Hasson said she hopes parents are aware of how the growing transgender movement is “radically reshaping how our children understand themselves and others, in ways that are incompatible with Christian beliefs. We need to be compassionate and kind to those who embrace transgender ideology, but we must be wise, and educate and guard ourselves – and our children- against the lies it proposes.”
On Causes, churches, and homophobia
On the causes of transgenderism, feminists and Catholics have both points of agreement and of disagreement.
Feminist Mary Kate Fain, who grew up in a conservative Evangelical church and community, said she thinks that in some cases, an overly rigid take on gender roles has contributed to the rise in the transgender phenomenon. For example, she said that feminists have long fought the gender norm that the only way to be a woman is to desire to stay home, cook in the kitchen, and raise children.
Feminists have argued that women can partake in any role in society that she wishes, Fain said.

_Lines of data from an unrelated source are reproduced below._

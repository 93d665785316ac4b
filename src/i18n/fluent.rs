// SPDX-License-Identifier: MPL-2.0
use crate::config::Config;
use fluent_bundle::{FluentArgs, FluentBundle, FluentResource};
use rust_embed::RustEmbed;
use std::collections::HashMap;
use unic_langid::LanguageIdentifier;

#[derive(RustEmbed)]
#[folder = "assets/i18n/"]
struct Asset;

pub struct I18n {
    bundles: HashMap<LanguageIdentifier, FluentBundle<FluentResource>>,
    pub available_locales: Vec<LanguageIdentifier>,
    current_locale: LanguageIdentifier,
}

impl Default for I18n {
    fn default() -> Self {
        Self::new(None, &Config::default())
    }
}

impl I18n {
    pub fn new(requested_lang: Option<String>, config: &Config) -> Self {
        let mut bundles = HashMap::new();
        let mut available_locales = Vec::new();

        for file in Asset::iter() {
            let filename = file.as_ref();
            if let Some(locale_str) = filename.strip_suffix(".ftl") {
                if let Ok(locale) = locale_str.parse::<LanguageIdentifier>() {
                    if let Some(content) = Asset::get(filename) {
                        let res = FluentResource::try_new(
                            String::from_utf8_lossy(content.data.as_ref()).to_string(),
                        )
                        .expect("Failed to parse FTL file.");
                        let mut bundle = FluentBundle::new(vec![locale.clone()]);
                        bundle.add_resource(res).expect("Failed to add resource.");
                        bundles.insert(locale.clone(), bundle);
                        available_locales.push(locale);
                    }
                }
            }
        }

        let default_locale: LanguageIdentifier = "en-US".parse().unwrap();
        let current_locale =
            resolve_locale(requested_lang, config, &available_locales).unwrap_or(default_locale);

        Self {
            bundles,
            available_locales,
            current_locale,
        }
    }

    pub fn set_locale(&mut self, locale: LanguageIdentifier) {
        if self.bundles.contains_key(&locale) {
            self.current_locale = locale;
        }
    }

    pub fn tr(&self, key: &str) -> String {
        if let Some(bundle) = self.bundles.get(&self.current_locale) {
            if let Some(msg) = bundle.get_message(key) {
                if let Some(pattern) = msg.value() {
                    let mut errors = vec![];
                    let value = bundle.format_pattern(pattern, None, &mut errors);
                    if errors.is_empty() {
                        return value.to_string();
                    }
                }
            }
        }
        format!("MISSING: {}", key)
    }

    pub fn tr_with_args(&self, key: &str, args: &[(&str, &str)]) -> String {
        if let Some(bundle) = self.bundles.get(&self.current_locale) {
            if let Some(msg) = bundle.get_message(key) {
                if let Some(pattern) = msg.value() {
                    let mut fluent_args = FluentArgs::new();
                    for (name, value) in args {
                        fluent_args.set(*name, (*value).to_string());
                    }
                    let mut errors = vec![];
                    let value = bundle.format_pattern(pattern, Some(&fluent_args), &mut errors);
                    if errors.is_empty() {
                        return value.to_string();
                    }
                }
            }
        }
        format!("MISSING: {}", key)
    }
}

fn resolve_locale(
    requested_lang: Option<String>,
    config: &Config,
    available: &[LanguageIdentifier],
) -> Option<LanguageIdentifier> {
    // 1. Check the caller's explicit request
    if let Some(lang_str) = requested_lang {
        if let Ok(lang) = lang_str.parse::<LanguageIdentifier>() {
            if available.contains(&lang) {
                return Some(lang);
            }
        }
    }

    // 2. Check config file
    if let Some(lang_str) = &config.language {
        if let Ok(lang) = lang_str.parse::<LanguageIdentifier>() {
            if available.contains(&lang) {
                return Some(lang);
            }
        }
    }

    // 3. Check OS locale
    if let Some(os_locale_str) = sys_locale::get_locale() {
        if let Ok(os_lang) = os_locale_str.parse::<LanguageIdentifier>() {
            if available.contains(&os_lang) {
                return Some(os_lang);
            }
        }
    }

    None
}

#[cfg(test)]
mod tests {
    use super::*;
    use crate::config::Config;
    use unic_langid::LanguageIdentifier;

    #[test]
    fn test_resolve_locale_requested() {
        let config = Config::default();
        let available: Vec<LanguageIdentifier> =
            vec!["en-US".parse().unwrap(), "fr".parse().unwrap()];
        let lang = resolve_locale(Some("fr".to_string()), &config, &available);
        assert_eq!(lang, Some("fr".parse().unwrap()));
    }

    #[test]
    fn test_resolve_locale_config() {
        let config = Config {
            language: Some("fr".to_string()),
            ..Config::default()
        };
        let available: Vec<LanguageIdentifier> =
            vec!["en-US".parse().unwrap(), "fr".parse().unwrap()];
        let lang = resolve_locale(None, &config, &available);
        assert_eq!(lang, Some("fr".parse().unwrap()));
    }

    #[test]
    fn test_resolve_locale_default() {
        let config = Config::default();
        let available: Vec<LanguageIdentifier> =
            vec!["en-US".parse().unwrap(), "fr".parse().unwrap()];
        let lang = resolve_locale(None, &config, &available);
        // System dependent: just check that whatever comes back is available
        if let Some(l) = lang {
            assert!(available.contains(&l));
        }
    }

    #[test]
    fn bundled_locales_include_english_and_french() {
        let i18n = I18n::default();
        assert!(i18n.available_locales.contains(&"en-US".parse().unwrap()));
        assert!(i18n.available_locales.contains(&"fr".parse().unwrap()));
    }

    #[test]
    fn tr_returns_marker_for_unknown_key() {
        let i18n = I18n::default();
        assert_eq!(i18n.tr("no-such-key"), "MISSING: no-such-key");
    }

    #[test]
    fn tr_with_args_interpolates_seconds() {
        let mut i18n = I18n::default();
        i18n.set_locale("en-US".parse().unwrap());
        let text = i18n.tr_with_args("video-skip-forward-tooltip", &[("seconds", "15")]);
        // Fluent wraps interpolated values in bidi isolation marks,
        // so only check containment.
        assert!(text.contains("15"));
        assert!(text.contains("Forward"));
    }

    #[test]
    fn set_locale_switches_translations() {
        let mut i18n = I18n::default();
        i18n.set_locale("fr".parse().unwrap());
        assert_eq!(i18n.tr("subtitle-off"), "Désactivés");
        i18n.set_locale("en-US".parse().unwrap());
        assert_eq!(i18n.tr("subtitle-off"), "Off");
    }
}
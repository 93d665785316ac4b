// SPDX-License-Identifier: MPL-2.0
//! User interface components following the Elm-style "state down, messages up" pattern.
//!
//! # Components
//!
//! - [`controls`] - Playback cluster, aspect-fill toggle, and subtitle menu
//!
//! # Shared Infrastructure
//!
//! - [`platform`] - Platform-driven presentation policy (layout, glyphs, shortcuts)
//! - [`styles`] - Centralized styling (buttons, icon tints, tooltips)
//! - [`design_tokens`] - Design system constants (colors, spacing, sizing)
//! - [`icons`] - Embedded SVG icons (visual primitives)
//! - [`action_icons`] - Semantic action-to-icon mapping

pub mod action_icons;
pub mod controls;
pub mod design_tokens;
pub mod icons;
pub mod platform;
pub mod styles;
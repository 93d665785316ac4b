// SPDX-License-Identifier: MPL-2.0
//! Internationalization (i18n) support for the control widgets.
//!
//! This module provides localization capabilities using the Fluent localization system.
//! It handles language detection, translation file loading, and string formatting.
//!
//! # Features
//!
//! - Automatic locale detection from caller, config, or system settings
//! - Dynamic loading of `.ftl` translation files
//! - Runtime language switching
//! - Fallback to default locale when translations are missing

pub mod fluent;

pub use fluent::I18n;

But today, she said, a pervasive social message has become: “If you want to stay at home, work in the kitchen, and be feminine, have children, then you must be a woman. And therefore, if you don’t want to do any combination of these things, you must not be a woman.”
Fain also said that from her perspective, some communities with rigid gender roles also speak about homosexuality in particularly negative or disparaging ways. That can lead children in these communities who experience same-sex attractions to believe they were born in the wrong body, Fain believes.
She added that she has friends from such communities who, upon experiencing same-sex attractions, choose to identify as transgender or non-binary (neither male nor female), rather than face the stigma of identifying as gay or lesbian.
“We’re seeing this new ‘trans-the-gay-away’ movement happening, and people think that it’s progressive, when in reality this is happening in some of the most conservative areas across the globe,” Fain said.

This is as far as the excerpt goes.